Pull every line from the records that has the word "fine" in it.
--- RECORD EXTRACTS Enclosed Below ---
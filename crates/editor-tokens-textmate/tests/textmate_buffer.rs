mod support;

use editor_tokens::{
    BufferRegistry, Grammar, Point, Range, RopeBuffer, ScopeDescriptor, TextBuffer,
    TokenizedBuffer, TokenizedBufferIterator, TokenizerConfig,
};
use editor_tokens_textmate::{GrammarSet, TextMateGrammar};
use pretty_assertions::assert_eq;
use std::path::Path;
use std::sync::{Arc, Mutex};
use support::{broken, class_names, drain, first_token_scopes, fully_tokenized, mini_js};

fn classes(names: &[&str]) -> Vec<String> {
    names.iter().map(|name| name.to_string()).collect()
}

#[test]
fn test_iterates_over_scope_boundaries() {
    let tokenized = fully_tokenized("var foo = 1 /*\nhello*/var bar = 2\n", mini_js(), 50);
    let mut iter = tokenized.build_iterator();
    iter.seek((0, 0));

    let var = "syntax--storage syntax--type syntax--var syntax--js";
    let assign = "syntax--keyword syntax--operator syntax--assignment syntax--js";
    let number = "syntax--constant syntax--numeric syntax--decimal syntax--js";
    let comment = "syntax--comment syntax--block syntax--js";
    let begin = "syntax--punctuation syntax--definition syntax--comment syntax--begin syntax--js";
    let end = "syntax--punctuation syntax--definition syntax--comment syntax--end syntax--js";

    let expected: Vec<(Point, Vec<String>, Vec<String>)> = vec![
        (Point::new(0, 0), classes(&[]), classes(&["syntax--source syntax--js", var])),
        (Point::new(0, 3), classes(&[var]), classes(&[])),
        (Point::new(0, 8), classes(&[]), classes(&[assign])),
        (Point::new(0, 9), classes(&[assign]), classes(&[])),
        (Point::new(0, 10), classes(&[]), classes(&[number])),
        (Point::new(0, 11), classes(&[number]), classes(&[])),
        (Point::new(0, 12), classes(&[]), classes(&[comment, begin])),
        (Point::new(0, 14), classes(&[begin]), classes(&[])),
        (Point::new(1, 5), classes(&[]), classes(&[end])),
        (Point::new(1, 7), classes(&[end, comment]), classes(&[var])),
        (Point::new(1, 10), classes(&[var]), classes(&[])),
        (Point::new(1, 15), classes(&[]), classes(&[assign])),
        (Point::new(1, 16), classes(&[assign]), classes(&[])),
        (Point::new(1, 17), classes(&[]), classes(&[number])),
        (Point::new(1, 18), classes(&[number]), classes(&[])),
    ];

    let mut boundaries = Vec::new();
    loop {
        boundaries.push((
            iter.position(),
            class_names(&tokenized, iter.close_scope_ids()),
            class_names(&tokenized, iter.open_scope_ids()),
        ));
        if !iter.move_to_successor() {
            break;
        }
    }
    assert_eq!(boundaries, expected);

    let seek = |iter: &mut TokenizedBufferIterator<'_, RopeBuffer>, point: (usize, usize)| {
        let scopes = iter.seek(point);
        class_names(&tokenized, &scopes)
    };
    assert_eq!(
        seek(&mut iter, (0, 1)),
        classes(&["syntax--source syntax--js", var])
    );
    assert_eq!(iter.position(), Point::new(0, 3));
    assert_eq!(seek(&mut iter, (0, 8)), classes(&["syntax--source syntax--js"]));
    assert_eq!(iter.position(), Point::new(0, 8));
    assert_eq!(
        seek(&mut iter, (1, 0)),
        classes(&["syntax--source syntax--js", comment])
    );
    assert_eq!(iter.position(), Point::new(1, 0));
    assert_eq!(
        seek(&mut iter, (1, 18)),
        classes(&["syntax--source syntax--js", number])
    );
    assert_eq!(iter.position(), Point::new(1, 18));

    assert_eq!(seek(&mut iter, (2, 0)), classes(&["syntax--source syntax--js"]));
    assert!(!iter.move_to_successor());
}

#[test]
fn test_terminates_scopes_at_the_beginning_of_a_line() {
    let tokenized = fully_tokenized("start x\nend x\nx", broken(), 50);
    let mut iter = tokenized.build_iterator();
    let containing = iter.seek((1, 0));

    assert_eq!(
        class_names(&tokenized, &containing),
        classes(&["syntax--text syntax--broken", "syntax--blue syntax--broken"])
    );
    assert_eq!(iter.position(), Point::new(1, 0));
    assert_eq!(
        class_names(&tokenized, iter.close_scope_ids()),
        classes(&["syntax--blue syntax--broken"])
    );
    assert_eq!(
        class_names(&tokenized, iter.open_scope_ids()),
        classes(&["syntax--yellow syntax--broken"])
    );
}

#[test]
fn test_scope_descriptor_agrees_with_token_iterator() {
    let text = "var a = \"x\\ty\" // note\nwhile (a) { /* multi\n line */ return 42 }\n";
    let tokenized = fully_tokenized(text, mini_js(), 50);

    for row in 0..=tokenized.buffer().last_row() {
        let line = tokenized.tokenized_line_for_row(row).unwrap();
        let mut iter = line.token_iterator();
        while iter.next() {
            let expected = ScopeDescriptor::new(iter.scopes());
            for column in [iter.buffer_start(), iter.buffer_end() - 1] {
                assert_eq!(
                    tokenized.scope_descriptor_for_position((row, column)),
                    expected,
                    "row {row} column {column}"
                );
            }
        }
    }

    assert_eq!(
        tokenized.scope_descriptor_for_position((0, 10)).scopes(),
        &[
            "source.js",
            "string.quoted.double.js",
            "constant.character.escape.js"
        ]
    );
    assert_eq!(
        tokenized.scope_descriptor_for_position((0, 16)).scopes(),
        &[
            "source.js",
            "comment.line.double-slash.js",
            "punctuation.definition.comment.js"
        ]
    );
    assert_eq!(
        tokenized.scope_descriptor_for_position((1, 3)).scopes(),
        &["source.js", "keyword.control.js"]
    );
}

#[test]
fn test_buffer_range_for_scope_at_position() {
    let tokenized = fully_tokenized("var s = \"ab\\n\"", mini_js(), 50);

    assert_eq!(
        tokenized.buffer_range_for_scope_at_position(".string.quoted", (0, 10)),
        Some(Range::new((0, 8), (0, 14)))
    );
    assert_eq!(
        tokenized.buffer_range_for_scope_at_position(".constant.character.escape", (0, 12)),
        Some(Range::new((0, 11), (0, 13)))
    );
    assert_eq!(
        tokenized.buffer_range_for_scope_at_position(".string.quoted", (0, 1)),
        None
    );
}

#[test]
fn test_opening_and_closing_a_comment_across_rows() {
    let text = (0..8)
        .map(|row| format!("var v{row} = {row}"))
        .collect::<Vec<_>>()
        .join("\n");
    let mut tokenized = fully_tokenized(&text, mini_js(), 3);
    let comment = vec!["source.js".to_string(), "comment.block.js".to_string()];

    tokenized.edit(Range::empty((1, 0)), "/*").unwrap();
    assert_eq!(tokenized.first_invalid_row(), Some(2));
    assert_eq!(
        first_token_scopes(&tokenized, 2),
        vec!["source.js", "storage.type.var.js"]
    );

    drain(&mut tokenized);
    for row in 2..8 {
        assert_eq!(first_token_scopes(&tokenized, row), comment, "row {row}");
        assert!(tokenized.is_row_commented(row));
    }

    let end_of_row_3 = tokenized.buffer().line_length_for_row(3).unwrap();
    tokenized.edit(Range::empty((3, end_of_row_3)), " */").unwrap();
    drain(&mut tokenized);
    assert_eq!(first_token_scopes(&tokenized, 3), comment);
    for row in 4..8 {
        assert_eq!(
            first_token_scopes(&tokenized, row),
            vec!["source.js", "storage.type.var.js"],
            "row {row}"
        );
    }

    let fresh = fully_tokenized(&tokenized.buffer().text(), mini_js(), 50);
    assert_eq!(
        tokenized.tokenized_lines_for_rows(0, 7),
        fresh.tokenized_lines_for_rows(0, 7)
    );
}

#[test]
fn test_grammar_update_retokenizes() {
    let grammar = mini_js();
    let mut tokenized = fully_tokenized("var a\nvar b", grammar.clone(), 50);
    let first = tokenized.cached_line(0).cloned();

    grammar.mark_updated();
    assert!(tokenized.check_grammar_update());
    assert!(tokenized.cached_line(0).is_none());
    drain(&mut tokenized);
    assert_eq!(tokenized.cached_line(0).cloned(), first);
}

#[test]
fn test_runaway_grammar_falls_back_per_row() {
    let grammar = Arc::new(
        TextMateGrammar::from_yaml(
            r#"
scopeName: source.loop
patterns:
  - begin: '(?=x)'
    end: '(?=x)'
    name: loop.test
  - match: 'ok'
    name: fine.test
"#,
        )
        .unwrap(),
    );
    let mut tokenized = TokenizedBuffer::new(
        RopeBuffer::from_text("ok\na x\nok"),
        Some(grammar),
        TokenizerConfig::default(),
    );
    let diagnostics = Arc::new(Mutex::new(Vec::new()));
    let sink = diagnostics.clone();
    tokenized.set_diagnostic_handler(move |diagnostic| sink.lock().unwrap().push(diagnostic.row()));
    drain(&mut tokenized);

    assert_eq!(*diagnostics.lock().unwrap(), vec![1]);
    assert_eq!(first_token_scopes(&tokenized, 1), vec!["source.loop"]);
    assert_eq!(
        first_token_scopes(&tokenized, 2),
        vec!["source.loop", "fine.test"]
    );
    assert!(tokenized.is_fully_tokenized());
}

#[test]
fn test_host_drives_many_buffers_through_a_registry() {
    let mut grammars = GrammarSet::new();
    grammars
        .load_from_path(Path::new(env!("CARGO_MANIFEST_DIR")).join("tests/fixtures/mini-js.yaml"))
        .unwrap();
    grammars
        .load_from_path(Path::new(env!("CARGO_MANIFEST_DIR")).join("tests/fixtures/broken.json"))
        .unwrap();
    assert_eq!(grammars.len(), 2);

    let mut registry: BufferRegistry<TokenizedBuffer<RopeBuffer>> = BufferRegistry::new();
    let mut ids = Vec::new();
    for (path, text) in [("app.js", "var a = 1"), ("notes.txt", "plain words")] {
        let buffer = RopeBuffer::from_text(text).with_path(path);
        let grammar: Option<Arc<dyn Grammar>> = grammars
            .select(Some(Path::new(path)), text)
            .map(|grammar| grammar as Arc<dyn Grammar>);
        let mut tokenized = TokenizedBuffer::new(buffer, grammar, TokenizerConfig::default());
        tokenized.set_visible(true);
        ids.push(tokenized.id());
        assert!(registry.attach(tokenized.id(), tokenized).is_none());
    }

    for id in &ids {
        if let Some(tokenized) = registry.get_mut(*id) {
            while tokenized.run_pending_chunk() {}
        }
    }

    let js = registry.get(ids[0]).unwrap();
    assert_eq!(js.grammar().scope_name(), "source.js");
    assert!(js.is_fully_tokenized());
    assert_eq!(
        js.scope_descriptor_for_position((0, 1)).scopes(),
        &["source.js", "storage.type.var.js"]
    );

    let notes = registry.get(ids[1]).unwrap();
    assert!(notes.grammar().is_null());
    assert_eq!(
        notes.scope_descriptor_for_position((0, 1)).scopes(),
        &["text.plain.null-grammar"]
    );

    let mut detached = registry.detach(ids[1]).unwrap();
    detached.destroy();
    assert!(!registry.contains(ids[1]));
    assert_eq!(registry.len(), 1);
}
--- End of Enclosed RECORD EXTRACTS ---
--- RECORD EXTRACTS Enclosed Below ---
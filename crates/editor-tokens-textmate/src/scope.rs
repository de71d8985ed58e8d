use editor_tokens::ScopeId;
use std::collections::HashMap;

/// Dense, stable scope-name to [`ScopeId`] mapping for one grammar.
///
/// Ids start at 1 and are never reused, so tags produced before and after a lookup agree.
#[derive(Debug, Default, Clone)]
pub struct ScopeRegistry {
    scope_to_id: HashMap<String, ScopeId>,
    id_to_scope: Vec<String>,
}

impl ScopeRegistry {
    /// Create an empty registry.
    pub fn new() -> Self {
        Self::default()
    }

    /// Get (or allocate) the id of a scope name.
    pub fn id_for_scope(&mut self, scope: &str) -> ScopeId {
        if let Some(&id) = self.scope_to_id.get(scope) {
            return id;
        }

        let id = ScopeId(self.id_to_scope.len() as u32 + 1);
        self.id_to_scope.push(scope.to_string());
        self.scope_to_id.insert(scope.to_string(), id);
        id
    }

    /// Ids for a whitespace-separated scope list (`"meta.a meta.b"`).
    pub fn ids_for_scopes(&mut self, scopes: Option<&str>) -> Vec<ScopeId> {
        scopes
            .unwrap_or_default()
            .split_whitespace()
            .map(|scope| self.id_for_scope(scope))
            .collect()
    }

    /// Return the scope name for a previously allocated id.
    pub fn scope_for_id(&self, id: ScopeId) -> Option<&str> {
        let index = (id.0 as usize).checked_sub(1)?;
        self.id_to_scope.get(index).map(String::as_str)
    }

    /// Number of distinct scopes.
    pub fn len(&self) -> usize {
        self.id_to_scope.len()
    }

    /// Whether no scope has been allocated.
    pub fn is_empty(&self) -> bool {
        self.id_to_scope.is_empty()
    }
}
--- End of Enclosed RECORD EXTRACTS ---
--- RECORD EXTRACTS Enclosed Below ---
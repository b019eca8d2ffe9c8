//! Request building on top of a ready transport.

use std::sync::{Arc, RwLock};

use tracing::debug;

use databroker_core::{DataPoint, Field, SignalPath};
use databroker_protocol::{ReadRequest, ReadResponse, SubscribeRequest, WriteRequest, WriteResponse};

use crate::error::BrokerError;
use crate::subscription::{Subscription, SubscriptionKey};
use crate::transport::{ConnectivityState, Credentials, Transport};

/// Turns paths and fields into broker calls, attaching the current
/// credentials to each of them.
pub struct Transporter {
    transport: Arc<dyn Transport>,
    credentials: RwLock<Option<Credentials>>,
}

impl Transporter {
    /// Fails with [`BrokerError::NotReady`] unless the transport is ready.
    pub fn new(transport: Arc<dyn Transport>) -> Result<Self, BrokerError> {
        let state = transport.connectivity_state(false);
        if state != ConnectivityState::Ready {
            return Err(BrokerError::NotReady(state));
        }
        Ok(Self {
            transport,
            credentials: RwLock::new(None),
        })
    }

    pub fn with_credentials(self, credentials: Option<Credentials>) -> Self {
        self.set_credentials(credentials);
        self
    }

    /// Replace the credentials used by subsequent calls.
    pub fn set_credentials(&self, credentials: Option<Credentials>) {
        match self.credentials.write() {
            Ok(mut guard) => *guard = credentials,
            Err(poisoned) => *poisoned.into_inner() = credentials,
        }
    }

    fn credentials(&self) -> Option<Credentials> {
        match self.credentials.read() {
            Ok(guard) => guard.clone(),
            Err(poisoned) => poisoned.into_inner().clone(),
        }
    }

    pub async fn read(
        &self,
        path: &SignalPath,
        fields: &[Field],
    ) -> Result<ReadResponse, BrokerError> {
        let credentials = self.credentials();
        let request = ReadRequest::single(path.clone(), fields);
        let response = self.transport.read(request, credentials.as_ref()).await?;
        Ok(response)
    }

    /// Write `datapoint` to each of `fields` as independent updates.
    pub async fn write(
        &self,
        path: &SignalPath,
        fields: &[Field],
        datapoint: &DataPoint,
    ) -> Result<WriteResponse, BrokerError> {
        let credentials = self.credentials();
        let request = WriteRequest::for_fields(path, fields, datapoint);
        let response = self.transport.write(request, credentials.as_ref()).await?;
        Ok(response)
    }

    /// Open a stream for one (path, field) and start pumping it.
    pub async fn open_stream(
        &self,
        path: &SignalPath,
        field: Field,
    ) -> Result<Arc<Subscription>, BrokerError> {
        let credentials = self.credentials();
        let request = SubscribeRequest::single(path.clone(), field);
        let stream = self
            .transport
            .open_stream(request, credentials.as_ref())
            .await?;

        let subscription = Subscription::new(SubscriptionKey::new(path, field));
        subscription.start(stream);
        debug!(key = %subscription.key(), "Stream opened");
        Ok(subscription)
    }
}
--- End of Enclosed RECORD EXTRACTS ---
→ **RESPONSE AREA**:
    name: fine.test
        vec!["source.loop", "fine.test"]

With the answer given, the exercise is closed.